● PROBLEM:
Wherever the word "HashMap" shows up in the data, report the line it sits in.

● DATA SUPPLIED:
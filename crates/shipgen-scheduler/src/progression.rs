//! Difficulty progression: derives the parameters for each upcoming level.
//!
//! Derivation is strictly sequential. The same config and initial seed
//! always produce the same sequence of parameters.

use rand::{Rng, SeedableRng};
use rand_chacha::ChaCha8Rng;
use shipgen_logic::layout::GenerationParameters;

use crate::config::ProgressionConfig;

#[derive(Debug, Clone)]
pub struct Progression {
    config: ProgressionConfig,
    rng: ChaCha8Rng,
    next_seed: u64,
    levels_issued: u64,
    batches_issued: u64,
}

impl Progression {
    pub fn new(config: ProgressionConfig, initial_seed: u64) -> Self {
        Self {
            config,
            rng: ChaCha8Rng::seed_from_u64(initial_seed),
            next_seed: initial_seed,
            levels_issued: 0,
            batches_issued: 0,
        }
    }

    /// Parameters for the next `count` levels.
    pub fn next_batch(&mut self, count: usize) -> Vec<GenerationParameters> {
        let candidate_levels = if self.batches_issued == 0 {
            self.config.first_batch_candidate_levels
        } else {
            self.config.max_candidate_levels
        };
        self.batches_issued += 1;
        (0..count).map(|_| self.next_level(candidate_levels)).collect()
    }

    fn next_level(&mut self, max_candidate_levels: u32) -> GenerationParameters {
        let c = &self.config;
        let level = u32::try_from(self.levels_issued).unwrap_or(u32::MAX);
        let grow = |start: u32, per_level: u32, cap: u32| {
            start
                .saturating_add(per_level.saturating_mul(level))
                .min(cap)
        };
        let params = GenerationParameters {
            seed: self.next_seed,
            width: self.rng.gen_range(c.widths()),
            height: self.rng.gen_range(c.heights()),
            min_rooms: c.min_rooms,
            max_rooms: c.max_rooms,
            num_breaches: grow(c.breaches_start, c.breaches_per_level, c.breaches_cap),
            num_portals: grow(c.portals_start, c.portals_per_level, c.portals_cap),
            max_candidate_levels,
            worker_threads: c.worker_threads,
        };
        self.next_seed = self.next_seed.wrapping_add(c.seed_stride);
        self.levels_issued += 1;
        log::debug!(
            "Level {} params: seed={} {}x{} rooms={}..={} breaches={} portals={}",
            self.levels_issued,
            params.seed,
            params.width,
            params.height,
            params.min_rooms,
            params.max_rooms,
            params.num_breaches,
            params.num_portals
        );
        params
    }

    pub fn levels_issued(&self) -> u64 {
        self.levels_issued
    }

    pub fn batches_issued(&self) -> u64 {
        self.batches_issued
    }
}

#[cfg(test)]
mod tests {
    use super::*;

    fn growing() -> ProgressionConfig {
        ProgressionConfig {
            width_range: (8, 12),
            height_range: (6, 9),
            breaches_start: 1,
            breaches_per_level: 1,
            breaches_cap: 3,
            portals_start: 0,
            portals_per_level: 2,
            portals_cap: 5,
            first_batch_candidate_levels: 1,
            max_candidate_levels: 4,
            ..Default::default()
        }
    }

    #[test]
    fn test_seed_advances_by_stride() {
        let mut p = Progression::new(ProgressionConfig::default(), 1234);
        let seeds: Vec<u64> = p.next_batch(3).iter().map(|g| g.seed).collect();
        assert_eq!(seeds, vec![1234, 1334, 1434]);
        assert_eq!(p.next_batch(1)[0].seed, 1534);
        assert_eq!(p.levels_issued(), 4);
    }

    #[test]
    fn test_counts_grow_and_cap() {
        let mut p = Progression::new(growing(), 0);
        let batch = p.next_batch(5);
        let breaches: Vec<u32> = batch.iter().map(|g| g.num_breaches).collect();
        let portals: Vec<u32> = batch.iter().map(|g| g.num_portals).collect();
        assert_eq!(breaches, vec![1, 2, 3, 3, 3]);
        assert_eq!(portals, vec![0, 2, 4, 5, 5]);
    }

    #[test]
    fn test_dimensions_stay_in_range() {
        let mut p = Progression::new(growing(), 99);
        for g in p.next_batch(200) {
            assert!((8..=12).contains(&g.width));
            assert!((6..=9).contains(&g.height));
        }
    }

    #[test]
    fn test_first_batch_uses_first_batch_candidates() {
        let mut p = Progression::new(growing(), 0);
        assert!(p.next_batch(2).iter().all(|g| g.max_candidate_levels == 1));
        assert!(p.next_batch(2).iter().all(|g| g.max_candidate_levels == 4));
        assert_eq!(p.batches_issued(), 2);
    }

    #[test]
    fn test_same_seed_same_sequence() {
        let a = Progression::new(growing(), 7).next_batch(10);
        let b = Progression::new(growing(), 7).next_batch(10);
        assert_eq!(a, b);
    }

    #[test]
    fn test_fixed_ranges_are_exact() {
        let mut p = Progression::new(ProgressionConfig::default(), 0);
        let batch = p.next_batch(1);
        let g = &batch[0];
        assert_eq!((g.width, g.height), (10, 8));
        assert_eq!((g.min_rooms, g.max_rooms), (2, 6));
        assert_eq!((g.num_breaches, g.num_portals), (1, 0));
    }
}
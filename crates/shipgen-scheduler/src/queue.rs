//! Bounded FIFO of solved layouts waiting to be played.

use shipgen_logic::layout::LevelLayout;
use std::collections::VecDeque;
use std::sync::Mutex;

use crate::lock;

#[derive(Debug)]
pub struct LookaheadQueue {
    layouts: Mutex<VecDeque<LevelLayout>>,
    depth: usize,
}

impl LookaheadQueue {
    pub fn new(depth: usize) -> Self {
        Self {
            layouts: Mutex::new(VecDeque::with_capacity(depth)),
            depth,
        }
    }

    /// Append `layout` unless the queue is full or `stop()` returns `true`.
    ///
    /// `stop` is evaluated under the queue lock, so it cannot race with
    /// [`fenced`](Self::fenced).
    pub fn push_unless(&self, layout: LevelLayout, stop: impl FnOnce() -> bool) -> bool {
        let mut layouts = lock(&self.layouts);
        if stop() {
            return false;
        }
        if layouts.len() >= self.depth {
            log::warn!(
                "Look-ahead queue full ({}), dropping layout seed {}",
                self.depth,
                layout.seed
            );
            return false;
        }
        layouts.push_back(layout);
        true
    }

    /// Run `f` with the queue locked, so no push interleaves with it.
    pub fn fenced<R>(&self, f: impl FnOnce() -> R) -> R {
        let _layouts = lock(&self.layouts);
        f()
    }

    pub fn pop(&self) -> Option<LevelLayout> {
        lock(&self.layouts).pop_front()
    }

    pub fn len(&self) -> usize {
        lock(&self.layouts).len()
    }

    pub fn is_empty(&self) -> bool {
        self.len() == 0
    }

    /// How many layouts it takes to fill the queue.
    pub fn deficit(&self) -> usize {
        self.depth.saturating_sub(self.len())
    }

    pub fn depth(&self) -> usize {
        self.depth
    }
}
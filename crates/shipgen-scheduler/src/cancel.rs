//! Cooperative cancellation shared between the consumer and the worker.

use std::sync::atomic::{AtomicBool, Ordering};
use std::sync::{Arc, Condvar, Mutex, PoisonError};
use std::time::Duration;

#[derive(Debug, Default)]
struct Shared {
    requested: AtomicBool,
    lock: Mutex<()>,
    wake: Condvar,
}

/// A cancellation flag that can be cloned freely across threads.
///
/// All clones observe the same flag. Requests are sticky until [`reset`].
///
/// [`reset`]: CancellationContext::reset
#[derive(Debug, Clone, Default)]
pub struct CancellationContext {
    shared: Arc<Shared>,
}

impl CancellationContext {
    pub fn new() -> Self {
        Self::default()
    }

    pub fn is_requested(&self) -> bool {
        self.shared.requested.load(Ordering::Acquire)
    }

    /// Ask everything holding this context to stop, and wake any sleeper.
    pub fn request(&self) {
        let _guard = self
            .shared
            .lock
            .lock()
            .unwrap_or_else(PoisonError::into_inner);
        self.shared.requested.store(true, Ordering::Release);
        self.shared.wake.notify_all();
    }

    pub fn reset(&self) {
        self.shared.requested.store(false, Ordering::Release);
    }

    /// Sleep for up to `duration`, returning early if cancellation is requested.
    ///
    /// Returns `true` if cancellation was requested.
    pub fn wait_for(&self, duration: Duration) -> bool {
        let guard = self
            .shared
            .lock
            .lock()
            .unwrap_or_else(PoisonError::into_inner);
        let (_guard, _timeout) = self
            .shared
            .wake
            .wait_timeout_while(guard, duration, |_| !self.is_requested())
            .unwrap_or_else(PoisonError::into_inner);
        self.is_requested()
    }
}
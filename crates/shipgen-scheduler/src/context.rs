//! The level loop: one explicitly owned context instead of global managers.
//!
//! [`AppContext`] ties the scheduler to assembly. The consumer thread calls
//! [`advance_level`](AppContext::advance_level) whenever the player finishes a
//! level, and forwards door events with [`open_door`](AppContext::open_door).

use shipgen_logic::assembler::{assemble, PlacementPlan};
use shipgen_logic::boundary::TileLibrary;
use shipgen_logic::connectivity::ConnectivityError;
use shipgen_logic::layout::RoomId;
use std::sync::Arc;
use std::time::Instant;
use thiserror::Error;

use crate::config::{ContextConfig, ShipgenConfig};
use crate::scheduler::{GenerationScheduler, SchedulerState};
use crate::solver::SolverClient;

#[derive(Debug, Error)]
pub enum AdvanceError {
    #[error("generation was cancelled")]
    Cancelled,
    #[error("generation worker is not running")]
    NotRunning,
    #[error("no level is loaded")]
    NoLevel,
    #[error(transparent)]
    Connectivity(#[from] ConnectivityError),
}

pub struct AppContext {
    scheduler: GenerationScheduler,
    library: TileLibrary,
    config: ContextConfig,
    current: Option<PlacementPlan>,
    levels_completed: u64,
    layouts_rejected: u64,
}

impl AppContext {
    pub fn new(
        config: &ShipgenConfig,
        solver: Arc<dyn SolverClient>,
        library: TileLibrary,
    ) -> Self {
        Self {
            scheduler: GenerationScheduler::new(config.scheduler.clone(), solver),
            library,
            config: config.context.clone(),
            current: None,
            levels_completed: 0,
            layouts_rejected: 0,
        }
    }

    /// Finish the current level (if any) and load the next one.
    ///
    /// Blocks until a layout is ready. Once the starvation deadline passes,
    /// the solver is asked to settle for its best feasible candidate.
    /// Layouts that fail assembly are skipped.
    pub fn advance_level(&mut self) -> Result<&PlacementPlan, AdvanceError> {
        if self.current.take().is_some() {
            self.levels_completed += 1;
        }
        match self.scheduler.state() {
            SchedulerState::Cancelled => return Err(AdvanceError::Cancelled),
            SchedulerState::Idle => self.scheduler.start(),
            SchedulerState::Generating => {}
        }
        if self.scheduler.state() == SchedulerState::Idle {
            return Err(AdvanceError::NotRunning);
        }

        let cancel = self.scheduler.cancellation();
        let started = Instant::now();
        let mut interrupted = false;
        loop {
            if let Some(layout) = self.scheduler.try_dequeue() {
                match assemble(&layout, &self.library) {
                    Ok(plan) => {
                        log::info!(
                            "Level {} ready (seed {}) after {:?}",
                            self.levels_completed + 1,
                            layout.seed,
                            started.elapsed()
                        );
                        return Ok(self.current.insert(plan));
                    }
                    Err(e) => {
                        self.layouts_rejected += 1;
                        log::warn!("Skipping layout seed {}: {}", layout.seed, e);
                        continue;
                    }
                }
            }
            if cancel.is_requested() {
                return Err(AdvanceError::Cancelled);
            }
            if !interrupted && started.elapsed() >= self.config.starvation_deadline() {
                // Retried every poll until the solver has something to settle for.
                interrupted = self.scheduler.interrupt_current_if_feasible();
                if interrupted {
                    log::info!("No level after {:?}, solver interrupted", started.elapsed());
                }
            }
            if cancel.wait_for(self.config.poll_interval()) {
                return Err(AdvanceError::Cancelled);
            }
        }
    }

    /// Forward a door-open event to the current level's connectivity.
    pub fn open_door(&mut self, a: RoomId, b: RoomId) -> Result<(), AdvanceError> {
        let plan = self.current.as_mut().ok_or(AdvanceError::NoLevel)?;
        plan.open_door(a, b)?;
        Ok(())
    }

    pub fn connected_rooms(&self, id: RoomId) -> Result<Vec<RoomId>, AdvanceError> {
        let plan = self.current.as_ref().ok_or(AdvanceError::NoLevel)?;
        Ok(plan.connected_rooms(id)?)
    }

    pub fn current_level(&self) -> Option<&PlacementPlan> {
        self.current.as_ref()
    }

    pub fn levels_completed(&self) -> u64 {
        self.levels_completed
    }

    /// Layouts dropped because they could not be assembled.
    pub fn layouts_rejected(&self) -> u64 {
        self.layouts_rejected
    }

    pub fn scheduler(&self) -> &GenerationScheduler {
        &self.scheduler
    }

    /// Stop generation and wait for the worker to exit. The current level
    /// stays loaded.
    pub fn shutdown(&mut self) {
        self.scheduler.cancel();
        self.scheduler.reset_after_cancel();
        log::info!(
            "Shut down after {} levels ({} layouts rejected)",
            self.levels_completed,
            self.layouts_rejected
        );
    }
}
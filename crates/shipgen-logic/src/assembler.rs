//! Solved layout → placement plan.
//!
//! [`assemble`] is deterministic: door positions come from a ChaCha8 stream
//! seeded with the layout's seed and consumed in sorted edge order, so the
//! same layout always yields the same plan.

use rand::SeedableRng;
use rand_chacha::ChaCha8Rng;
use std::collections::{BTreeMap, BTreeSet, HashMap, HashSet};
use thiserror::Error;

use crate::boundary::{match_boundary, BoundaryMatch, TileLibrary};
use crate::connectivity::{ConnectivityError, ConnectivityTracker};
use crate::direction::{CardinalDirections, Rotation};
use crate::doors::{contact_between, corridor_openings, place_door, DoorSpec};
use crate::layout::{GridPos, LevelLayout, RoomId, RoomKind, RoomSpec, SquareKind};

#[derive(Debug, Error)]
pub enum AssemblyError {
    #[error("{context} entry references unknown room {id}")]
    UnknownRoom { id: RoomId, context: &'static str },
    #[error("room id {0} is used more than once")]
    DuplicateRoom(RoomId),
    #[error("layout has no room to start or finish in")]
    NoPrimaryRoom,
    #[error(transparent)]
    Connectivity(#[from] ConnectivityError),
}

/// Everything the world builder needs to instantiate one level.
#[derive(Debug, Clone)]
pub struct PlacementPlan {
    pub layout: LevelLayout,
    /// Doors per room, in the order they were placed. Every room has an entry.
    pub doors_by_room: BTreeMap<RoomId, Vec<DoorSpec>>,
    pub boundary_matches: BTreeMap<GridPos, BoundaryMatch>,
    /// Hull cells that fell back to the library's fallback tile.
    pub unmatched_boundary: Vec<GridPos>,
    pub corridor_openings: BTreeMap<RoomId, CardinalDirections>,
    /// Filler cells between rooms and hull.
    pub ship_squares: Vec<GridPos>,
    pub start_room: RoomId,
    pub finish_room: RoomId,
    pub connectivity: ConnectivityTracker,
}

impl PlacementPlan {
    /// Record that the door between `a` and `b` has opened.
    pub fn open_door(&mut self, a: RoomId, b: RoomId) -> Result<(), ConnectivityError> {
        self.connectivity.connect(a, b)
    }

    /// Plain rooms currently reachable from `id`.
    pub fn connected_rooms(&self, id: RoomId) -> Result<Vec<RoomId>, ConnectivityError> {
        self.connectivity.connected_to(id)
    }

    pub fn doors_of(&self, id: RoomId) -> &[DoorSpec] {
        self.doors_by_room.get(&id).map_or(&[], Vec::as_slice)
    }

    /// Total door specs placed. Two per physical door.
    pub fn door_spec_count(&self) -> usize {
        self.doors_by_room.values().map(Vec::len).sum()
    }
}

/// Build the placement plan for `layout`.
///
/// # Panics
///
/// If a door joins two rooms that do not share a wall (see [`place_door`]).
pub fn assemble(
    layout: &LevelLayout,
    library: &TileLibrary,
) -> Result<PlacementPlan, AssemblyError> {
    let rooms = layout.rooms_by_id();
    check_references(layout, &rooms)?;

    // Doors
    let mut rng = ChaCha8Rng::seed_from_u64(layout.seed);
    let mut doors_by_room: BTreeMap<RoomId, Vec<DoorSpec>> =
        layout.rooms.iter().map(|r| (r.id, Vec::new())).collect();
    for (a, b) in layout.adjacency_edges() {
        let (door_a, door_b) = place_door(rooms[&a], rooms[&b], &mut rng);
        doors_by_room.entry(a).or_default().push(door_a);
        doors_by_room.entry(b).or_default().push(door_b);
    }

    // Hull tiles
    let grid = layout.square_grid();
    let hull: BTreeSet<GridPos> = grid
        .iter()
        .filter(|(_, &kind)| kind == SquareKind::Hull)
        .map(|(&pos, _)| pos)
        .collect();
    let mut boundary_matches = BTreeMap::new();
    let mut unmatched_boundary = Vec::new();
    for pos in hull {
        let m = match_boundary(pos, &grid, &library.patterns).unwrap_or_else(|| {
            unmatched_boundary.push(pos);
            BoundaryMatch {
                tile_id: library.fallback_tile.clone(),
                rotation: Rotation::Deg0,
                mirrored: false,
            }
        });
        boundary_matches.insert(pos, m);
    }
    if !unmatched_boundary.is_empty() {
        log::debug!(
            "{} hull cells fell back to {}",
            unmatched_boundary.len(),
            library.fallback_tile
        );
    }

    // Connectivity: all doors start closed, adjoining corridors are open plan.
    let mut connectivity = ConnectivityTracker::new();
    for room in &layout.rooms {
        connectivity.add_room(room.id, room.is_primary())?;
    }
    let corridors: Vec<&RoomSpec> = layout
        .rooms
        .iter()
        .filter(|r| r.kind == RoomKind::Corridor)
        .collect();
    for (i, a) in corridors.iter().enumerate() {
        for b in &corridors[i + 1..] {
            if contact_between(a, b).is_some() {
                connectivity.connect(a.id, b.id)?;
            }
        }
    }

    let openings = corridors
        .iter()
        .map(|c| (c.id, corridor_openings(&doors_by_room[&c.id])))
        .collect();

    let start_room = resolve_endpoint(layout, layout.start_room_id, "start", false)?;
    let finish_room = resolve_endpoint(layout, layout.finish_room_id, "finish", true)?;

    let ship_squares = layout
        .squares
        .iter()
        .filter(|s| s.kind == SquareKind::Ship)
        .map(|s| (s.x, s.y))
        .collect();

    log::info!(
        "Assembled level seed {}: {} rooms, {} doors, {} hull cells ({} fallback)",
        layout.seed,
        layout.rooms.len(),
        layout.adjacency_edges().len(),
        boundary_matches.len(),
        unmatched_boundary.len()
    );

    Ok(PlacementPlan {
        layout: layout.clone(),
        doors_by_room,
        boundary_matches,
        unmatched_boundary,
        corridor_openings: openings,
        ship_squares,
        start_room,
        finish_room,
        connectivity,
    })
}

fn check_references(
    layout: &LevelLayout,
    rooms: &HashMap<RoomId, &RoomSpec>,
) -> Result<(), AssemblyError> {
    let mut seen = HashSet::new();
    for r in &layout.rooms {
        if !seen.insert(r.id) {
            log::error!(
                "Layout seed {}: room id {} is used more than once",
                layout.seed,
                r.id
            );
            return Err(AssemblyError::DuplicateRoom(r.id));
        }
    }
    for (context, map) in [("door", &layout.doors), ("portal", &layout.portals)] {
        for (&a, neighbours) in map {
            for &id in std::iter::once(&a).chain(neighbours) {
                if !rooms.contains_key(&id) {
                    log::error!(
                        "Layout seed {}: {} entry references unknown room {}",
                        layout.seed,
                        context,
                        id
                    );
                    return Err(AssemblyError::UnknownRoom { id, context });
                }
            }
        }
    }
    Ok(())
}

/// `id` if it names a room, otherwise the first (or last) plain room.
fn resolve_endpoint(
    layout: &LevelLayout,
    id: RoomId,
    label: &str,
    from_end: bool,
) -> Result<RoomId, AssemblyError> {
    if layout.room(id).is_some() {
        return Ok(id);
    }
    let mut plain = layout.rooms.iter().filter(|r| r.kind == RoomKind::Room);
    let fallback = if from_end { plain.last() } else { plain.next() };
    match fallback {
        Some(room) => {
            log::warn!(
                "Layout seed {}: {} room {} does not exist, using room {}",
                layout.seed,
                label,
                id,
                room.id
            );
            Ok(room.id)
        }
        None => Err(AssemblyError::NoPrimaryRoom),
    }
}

● YOUR SOLUTION:
use std::collections::{BTreeMap, BTreeSet, HashMap, HashSet};
    rooms: &HashMap<RoomId, &RoomSpec>,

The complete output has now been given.